§ **EXERCISE REQUIREMENTS**
Which lines of the data contain the string "NoRoute"? Copy every one of them.
┌──
// Quote acquisition against the aggregator's HTTP API
//
// Routing and liquidity are delegated entirely to the upstream aggregator;
// this client only validates inputs, classifies failures, and shapes the
// vendor JSON into the pipeline's Quote. Quotes are perishable: the
// staleness window is enforced again by the build stage before a
// transaction is requested against a quote.

use std::time::{Duration, Instant};

use serde::Deserialize;
use serde_json::Value;
use solana_sdk::pubkey::Pubkey;
use std::str::FromStr;
use tracing::{debug, info, warn};

use crate::error::SwapError;
use crate::types::{Quote, RouteStep, SwapRequest};

/// Default quote staleness window
pub const DEFAULT_STALENESS_WINDOW: Duration = Duration::from_secs(30);

/// Delay before the single retry allowed on an upstream rate limit
const RATE_LIMIT_RETRY_DELAY: Duration = Duration::from_millis(500);

/// Classified quote failure, before mapping into the pipeline error
#[derive(Debug)]
enum QuoteFailure {
    NoRoute,
    RateLimited(String),
    Rejected(String),
    Upstream(String),
}

impl From<QuoteFailure> for SwapError {
    fn from(failure: QuoteFailure) -> Self {
        match failure {
            QuoteFailure::NoRoute => SwapError::NoRoute,
            QuoteFailure::RateLimited(msg) | QuoteFailure::Upstream(msg) => {
                SwapError::TransientNetwork(msg)
            }
            QuoteFailure::Rejected(msg) => SwapError::InvalidRequest(msg),
        }
    }
}

/// Vendor JSON shape (Jupiter v6 quote endpoint); opaque beyond these fields
#[derive(Debug, Deserialize)]
#[serde(rename_all = "camelCase")]
struct QuoteResponse {
    input_mint: String,
    output_mint: String,
    in_amount: String,
    out_amount: String,
    #[serde(default)]
    price_impact_pct: Option<String>,
    #[serde(default)]
    route_plan: Vec<RoutePlanStep>,
}

#[derive(Debug, Deserialize)]
#[serde(rename_all = "camelCase")]
struct RoutePlanStep {
    swap_info: SwapInfo,
}

#[derive(Debug, Deserialize)]
#[serde(rename_all = "camelCase")]
struct SwapInfo {
    #[serde(default)]
    label: Option<String>,
    input_mint: String,
    output_mint: String,
    in_amount: String,
    out_amount: String,
}

/// HTTP client for the aggregator's quote endpoint
pub struct QuoteClient {
    http: reqwest::Client,
    base_url: String,
    staleness_window: Duration,
}

impl QuoteClient {
    pub fn new(http: reqwest::Client, base_url: impl Into<String>, staleness_window: Duration) -> Self {
        let base_url = base_url.into();
        info!(%base_url, staleness_secs = staleness_window.as_secs(), "QuoteClient initialized");
        Self {
            http,
            base_url,
            staleness_window,
        }
    }

    pub fn staleness_window(&self) -> Duration {
        self.staleness_window
    }

    /// Fetch a quote for the request's pair and amount.
    ///
    /// No-route failures are returned immediately; a rate-limited response
    /// is retried exactly once after a short delay.
    pub async fn get_quote(&self, request: &SwapRequest) -> Result<Quote, SwapError> {
        request.validate()?;

        match self.fetch_quote_once(request).await {
            Ok(quote) => Ok(quote),
            Err(QuoteFailure::RateLimited(msg)) => {
                warn!("quote request rate limited, retrying once: {}", msg);
                tokio::time::sleep(RATE_LIMIT_RETRY_DELAY).await;
                self.fetch_quote_once(request).await.map_err(SwapError::from)
            }
            Err(failure) => Err(failure.into()),
        }
    }

    async fn fetch_quote_once(&self, request: &SwapRequest) -> Result<Quote, QuoteFailure> {
        let url = format!("{}/quote", self.base_url);
        let response = self
            .http
            .get(&url)
            .query(&[
                ("inputMint", request.input_mint.to_string()),
                ("outputMint", request.output_mint.to_string()),
                ("amount", request.amount.to_string()),
                ("slippageBps", request.slippage_bps.to_string()),
            ])
            .send()
            .await
            .map_err(|e| QuoteFailure::Upstream(format!("quote request failed: {}", e)))?;

        let status = response.status();
        let body = response
            .text()
            .await
            .map_err(|e| QuoteFailure::Upstream(format!("unreadable quote response: {}", e)))?;

        if status == reqwest::StatusCode::TOO_MANY_REQUESTS {
            return Err(QuoteFailure::RateLimited(format!(
                "aggregator rate limit (HTTP {})",
                status
            )));
        }
        if status == reqwest::StatusCode::NOT_FOUND || is_no_route_body(&body) {
            return Err(QuoteFailure::NoRoute);
        }
        if status.is_client_error() {
            return Err(QuoteFailure::Rejected(format!(
                "aggregator rejected the quote request (HTTP {}): {}",
                status,
                truncate(&body, 200)
            )));
        }
        if !status.is_success() {
            return Err(QuoteFailure::Upstream(format!(
                "aggregator error (HTTP {}): {}",
                status,
                truncate(&body, 200)
            )));
        }

        let raw: Value = serde_json::from_str(&body)
            .map_err(|e| QuoteFailure::Upstream(format!("unparseable quote response: {}", e)))?;
        let parsed: QuoteResponse = serde_json::from_value(raw.clone())
            .map_err(|e| QuoteFailure::Upstream(format!("unexpected quote schema: {}", e)))?;

        let quote = shape_quote(parsed, raw)?;
        debug!(
            in_amount = quote.in_amount,
            out_amount = quote.out_amount,
            hops = quote.route.len(),
            price_impact_pct = quote.price_impact_pct,
            "quote fetched"
        );
        Ok(quote)
    }
}

fn shape_quote(parsed: QuoteResponse, raw: Value) -> Result<Quote, QuoteFailure> {
    let route = parsed
        .route_plan
        .into_iter()
        .map(|step| {
            Ok(RouteStep {
                venue: step.swap_info.label.unwrap_or_else(|| "unknown".to_string()),
                input_mint: parse_mint(&step.swap_info.input_mint)?,
                output_mint: parse_mint(&step.swap_info.output_mint)?,
                in_amount: parse_amount(&step.swap_info.in_amount)?,
                out_amount: parse_amount(&step.swap_info.out_amount)?,
            })
        })
        .collect::<Result<Vec<_>, QuoteFailure>>()?;

    Ok(Quote {
        input_mint: parse_mint(&parsed.input_mint)?,
        output_mint: parse_mint(&parsed.output_mint)?,
        in_amount: parse_amount(&parsed.in_amount)?,
        out_amount: parse_amount(&parsed.out_amount)?,
        price_impact_pct: parsed
            .price_impact_pct
            .and_then(|s| s.parse().ok())
            .unwrap_or(0.0),
        route,
        raw,
        fetched_at: Instant::now(),
    })
}

fn parse_mint(s: &str) -> Result<Pubkey, QuoteFailure> {
    Pubkey::from_str(s)
        .map_err(|_| QuoteFailure::Upstream(format!("invalid mint in quote response: {}", s)))
}

fn parse_amount(s: &str) -> Result<u64, QuoteFailure> {
    s.parse()
        .map_err(|_| QuoteFailure::Upstream(format!("invalid amount in quote response: {}", s)))
}

fn is_no_route_body(body: &str) -> bool {
    body.contains("COULD_NOT_FIND_ANY_ROUTE") || body.contains("No route found")
}

fn truncate(s: &str, max: usize) -> &str {
    match s.char_indices().nth(max) {
        Some((idx, _)) => &s[..idx],
        None => s,
    }
}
└──
§ **EXERCISE RESULT**
    NoRoute,
            QuoteFailure::NoRoute => SwapError::NoRoute,
            return Err(QuoteFailure::NoRoute);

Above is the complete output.